I've just started a month-long trip to the archives, my very first one! After my first day there, I have a camera filled with pictures of archival documents, and now I'm wondering how best to organize and keep track of them.

What I did was download the pictures to my computer, name them all after the document name (Caja XXX, Vol XX, Ex. XX #1, #2, #3 etc) and put them in separate folders, but I'm already sensing that this is not a great system--for one thing, it took me forever to individually name and order all the pictures; also, the document name, while necessary information, is not very descriptive and doesn't let me see easily what's what.

Does anyone have a better way of dealing with this? I'd love your advice! I want to get a good system in place while I'm still at the beginning stages of research.

Thanks for your help!

I recommend that during your trip, you save the images to folders by location and/or date and/or archive.

In each folder, have a readme.txt file in which you put basic information about the images in the folder. This information should include guidance on how to cite the materials in your writing.

Later, use a program like Adobe Acrobat to combine the individual photos into PDF files. So if a letter you photographed had two pages and you took two images, you'd have a two-page PDF.
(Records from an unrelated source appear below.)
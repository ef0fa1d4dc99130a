//! Key model and terminal encoding.
//!
//! Keys arrive from crossterm (hardware keyboard) or from the extra-keys row
//! and macros. They are written to sessions as xterm byte sequences.

use crossterm::event::{KeyCode, KeyEvent, KeyModifiers};

use super::modifiers::ModifierState;

/// A key the router understands.
#[derive(Debug, Clone, Copy, PartialEq, Eq, Hash)]
pub enum Key {
    Char(char),
    Enter,
    Tab,
    Backspace,
    Escape,
    Up,
    Down,
    Left,
    Right,
    Home,
    End,
    PageUp,
    PageDown,
    Insert,
    Delete,
    /// Function key `F1`..=`F12`.
    F(u8),
    /// Physical buttons that can be repurposed as virtual modifiers.
    VolumeUp,
    VolumeDown,
    Back,
}

impl Key {
    /// Parse a normalized extra-key name (`ESC`, `PGUP`, `F5`, ...).
    pub fn from_name(name: &str) -> Option<Key> {
        let key = match name {
            "SPACE" => Key::Char(' '),
            "ESC" => Key::Escape,
            "TAB" => Key::Tab,
            "HOME" => Key::Home,
            "END" => Key::End,
            "PGUP" => Key::PageUp,
            "PGDN" => Key::PageDown,
            "INS" => Key::Insert,
            "DEL" => Key::Delete,
            "BKSP" => Key::Backspace,
            "UP" => Key::Up,
            "DOWN" => Key::Down,
            "LEFT" => Key::Left,
            "RIGHT" => Key::Right,
            "ENTER" => Key::Enter,
            _ => {
                let n: u8 = name.strip_prefix('F')?.parse().ok()?;
                return (1..=12).contains(&n).then_some(Key::F(n));
            }
        };
        Some(key)
    }
}

/// Where a key event came from.
#[derive(Debug, Clone, Copy, Default, PartialEq, Eq)]
pub enum KeySource {
    /// A full alphabetic hardware keyboard. It brings real modifiers, so
    /// volume buttons are never repurposed for its events.
    Keyboard,
    /// Device buttons, the soft keyboard, or the extra-keys row.
    #[default]
    Buttons,
}

/// A key-down or key-up event.
#[derive(Debug, Clone, Copy, PartialEq, Eq)]
pub struct KeyInput {
    pub key: Key,
    /// Modifiers physically held with the key.
    pub mods: ModifierState,
    pub source: KeySource,
}

impl KeyInput {
    pub fn new(key: Key) -> Self {
        Self {
            key,
            mods: ModifierState::NONE,
            source: KeySource::Buttons,
        }
    }

    pub fn with_mods(mut self, mods: ModifierState) -> Self {
        self.mods = mods;
        self
    }

    pub fn from_keyboard(mut self) -> Self {
        self.source = KeySource::Keyboard;
        self
    }

    /// Convert a crossterm event. Keys the router has no use for map to `None`.
    pub fn from_crossterm(event: &KeyEvent) -> Option<Self> {
        let mut mods = ModifierState {
            ctrl: event.modifiers.contains(KeyModifiers::CONTROL),
            alt: event.modifiers.contains(KeyModifiers::ALT),
            shift: event.modifiers.contains(KeyModifiers::SHIFT),
            fn_: false,
        };
        let key = match event.code {
            KeyCode::Char(c) => {
                // The shifted character is already in `c`.
                mods.shift = false;
                Key::Char(c)
            }
            KeyCode::Enter => Key::Enter,
            KeyCode::Tab => Key::Tab,
            KeyCode::BackTab => {
                mods.shift = true;
                Key::Tab
            }
            KeyCode::Backspace => Key::Backspace,
            KeyCode::Esc => Key::Escape,
            KeyCode::Up => Key::Up,
            KeyCode::Down => Key::Down,
            KeyCode::Left => Key::Left,
            KeyCode::Right => Key::Right,
            KeyCode::Home => Key::Home,
            KeyCode::End => Key::End,
            KeyCode::PageUp => Key::PageUp,
            KeyCode::PageDown => Key::PageDown,
            KeyCode::Insert => Key::Insert,
            KeyCode::Delete => Key::Delete,
            KeyCode::F(n) if (1..=12).contains(&n) => Key::F(n),
            _ => return None,
        };
        Some(Self {
            key,
            mods,
            source: KeySource::Keyboard,
        })
    }
}

/// Bytes for a code point with Ctrl folding, Shift upper-casing and the Alt
/// escape prefix.
pub fn encode_code_point(code_point: char, mods: ModifierState) -> Vec<u8> {
    let mut c = code_point;
    if mods.shift {
        c = c.to_uppercase().next().unwrap_or(c);
    }
    if mods.ctrl {
        if let Some(control) = control_char(c) {
            c = control;
        }
    }

    let mut out = Vec::with_capacity(5);
    if mods.alt {
        out.push(0x1b);
    }
    let mut buf = [0u8; 4];
    out.extend_from_slice(c.encode_utf8(&mut buf).as_bytes());
    out
}

fn control_char(c: char) -> Option<char> {
    let code = match c {
        'a'..='z' => c as u8 - b'a' + 1,
        'A'..='Z' => c as u8 - b'A' + 1,
        ' ' | '2' | '@' => 0,
        '[' | '3' => 27,
        '\\' | '4' => 28,
        ']' | '5' => 29,
        '^' | '6' => 30,
        '_' | '7' | '/' => 31,
        '8' | '?' => 127,
        _ => return None,
    };
    Some(char::from(code))
}

/// xterm bytes for `key`. `app_cursor` is DECCKM (application cursor keys).
pub fn encode_key(key: Key, mods: ModifierState, app_cursor: bool) -> Option<Vec<u8>> {
    let m = mods.xterm_param();
    let alt_prefixed = |bytes: &[u8]| {
        let mut out = Vec::with_capacity(bytes.len() + 1);
        if mods.alt {
            out.push(0x1b);
        }
        out.extend_from_slice(bytes);
        out
    };

    let bytes = match key {
        Key::Char(c) => encode_code_point(c, mods),
        Key::Enter => alt_prefixed(b"\r"),
        Key::Tab if mods.shift => b"\x1b[Z".to_vec(),
        Key::Tab => alt_prefixed(b"\t"),
        Key::Backspace => alt_prefixed(if mods.ctrl { b"\x08" } else { b"\x7f" }),
        Key::Escape => alt_prefixed(b"\x1b"),
        Key::Up => cursor(b'A', m, app_cursor),
        Key::Down => cursor(b'B', m, app_cursor),
        Key::Right => cursor(b'C', m, app_cursor),
        Key::Left => cursor(b'D', m, app_cursor),
        Key::Home => cursor(b'H', m, app_cursor),
        Key::End => cursor(b'F', m, app_cursor),
        Key::Insert => tilde(2, m),
        Key::Delete => tilde(3, m),
        Key::PageUp => tilde(5, m),
        Key::PageDown => tilde(6, m),
        Key::F(n @ 1..=4) => {
            let final_byte = b'P' + (n - 1);
            if m > 1 {
                format!("\x1b[1;{m}{}", final_byte as char).into_bytes()
            } else {
                vec![0x1b, b'O', final_byte]
            }
        }
        Key::F(n @ 5..=12) => {
            let code = [15, 17, 18, 19, 20, 21, 23, 24][usize::from(n - 5)];
            tilde(code, m)
        }
        Key::F(_) | Key::VolumeUp | Key::VolumeDown | Key::Back => return None,
    };
    Some(bytes)
}

fn cursor(final_byte: u8, m: u8, app_cursor: bool) -> Vec<u8> {
    if m > 1 {
        format!("\x1b[1;{m}{}", final_byte as char).into_bytes()
    } else if app_cursor {
        vec![0x1b, b'O', final_byte]
    } else {
        vec![0x1b, b'[', final_byte]
    }
}

fn tilde(code: u8, m: u8) -> Vec<u8> {
    if m > 1 {
        format!("\x1b[{code};{m}~").into_bytes()
    } else {
        format!("\x1b[{code}~").into_bytes()
    }
}

#[cfg(test)]
mod tests {
    use super::*;

    #[test]
    fn ctrl_folds_letters_and_alt_prefixes_escape() {
        assert_eq!(encode_code_point('c', ModifierState::ctrl()), vec![3]);
        assert_eq!(encode_code_point('x', ModifierState::ctrl_alt()), vec![0x1b, 0x18]);
        assert_eq!(encode_code_point(' ', ModifierState::ctrl()), vec![0]);
        assert_eq!(encode_code_point('b', ModifierState::alt()), b"\x1bb".to_vec());
        assert_eq!(encode_code_point('é', ModifierState::NONE), "é".as_bytes());
    }

    #[test]
    fn shift_uppercases() {
        let shift = ModifierState {
            shift: true,
            ..ModifierState::NONE
        };
        assert_eq!(encode_code_point('q', shift), b"Q".to_vec());
    }

    #[test]
    fn arrows_follow_cursor_mode() {
        let none = ModifierState::NONE;
        assert_eq!(encode_key(Key::Up, none, false).unwrap(), b"\x1b[A");
        assert_eq!(encode_key(Key::Up, none, true).unwrap(), b"\x1bOA");
        assert_eq!(
            encode_key(Key::Left, ModifierState::ctrl(), true).unwrap(),
            b"\x1b[1;5D"
        );
    }

    #[test]
    fn function_and_paging_keys() {
        let none = ModifierState::NONE;
        assert_eq!(encode_key(Key::F(1), none, false).unwrap(), b"\x1bOP");
        assert_eq!(encode_key(Key::F(5), none, false).unwrap(), b"\x1b[15~");
        assert_eq!(encode_key(Key::F(10), none, false).unwrap(), b"\x1b[21~");
        assert_eq!(encode_key(Key::F(12), none, false).unwrap(), b"\x1b[24~");
        assert_eq!(encode_key(Key::PageUp, none, false).unwrap(), b"\x1b[5~");
        assert_eq!(encode_key(Key::Insert, none, false).unwrap(), b"\x1b[2~");
        assert_eq!(encode_key(Key::VolumeUp, none, false), None);
    }

    #[test]
    fn parses_extra_key_names() {
        assert_eq!(Key::from_name("PGDN"), Some(Key::PageDown));
        assert_eq!(Key::from_name("SPACE"), Some(Key::Char(' ')));
        assert_eq!(Key::from_name("F11"), Some(Key::F(11)));
        assert_eq!(Key::from_name("F13"), None);
        assert_eq!(Key::from_name("FOO"), None);
    }

    #[test]
    fn converts_crossterm_events() {
        let event = KeyEvent::new(KeyCode::Char('n'), KeyModifiers::CONTROL | KeyModifiers::ALT);
        let input = KeyInput::from_crossterm(&event).unwrap();
        assert_eq!(input.key, Key::Char('n'));
        assert_eq!(input.mods, ModifierState::ctrl_alt());
        assert_eq!(input.source, KeySource::Keyboard);

        let event = KeyEvent::new(KeyCode::BackTab, KeyModifiers::SHIFT);
        let input = KeyInput::from_crossterm(&event).unwrap();
        assert_eq!(input.key, Key::Tab);
        assert!(input.mods.shift);

        let event = KeyEvent::new(KeyCode::CapsLock, KeyModifiers::NONE);
        assert!(KeyInput::from_crossterm(&event).is_none());
    }
}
Use the OCR function to turn the PDFs into searchable documents and use file =-> properties ==> description to add meta data to each file.

Download and install a desktop search application like Copernic Desktop Search to index your files.

IF the OCR function does its job and/or you're diligent in adding metadata, the PDFs can be stored in folders with fewer and fewer subfolders.

The upfront costs of this recommendation will be the price of Acrobat (which may be discounted as you're a student), the price of the desktop search application (unless you're satisfied with a free application), the time to run the OCR, and the time to tag the files.

For me, the benefit is this: on my laptop I have 58.5 k indexed items. It takes me less than 5 seconds to find the 74 files I need with the right search words. (The time of this search is without tagging PDFs with metadata.)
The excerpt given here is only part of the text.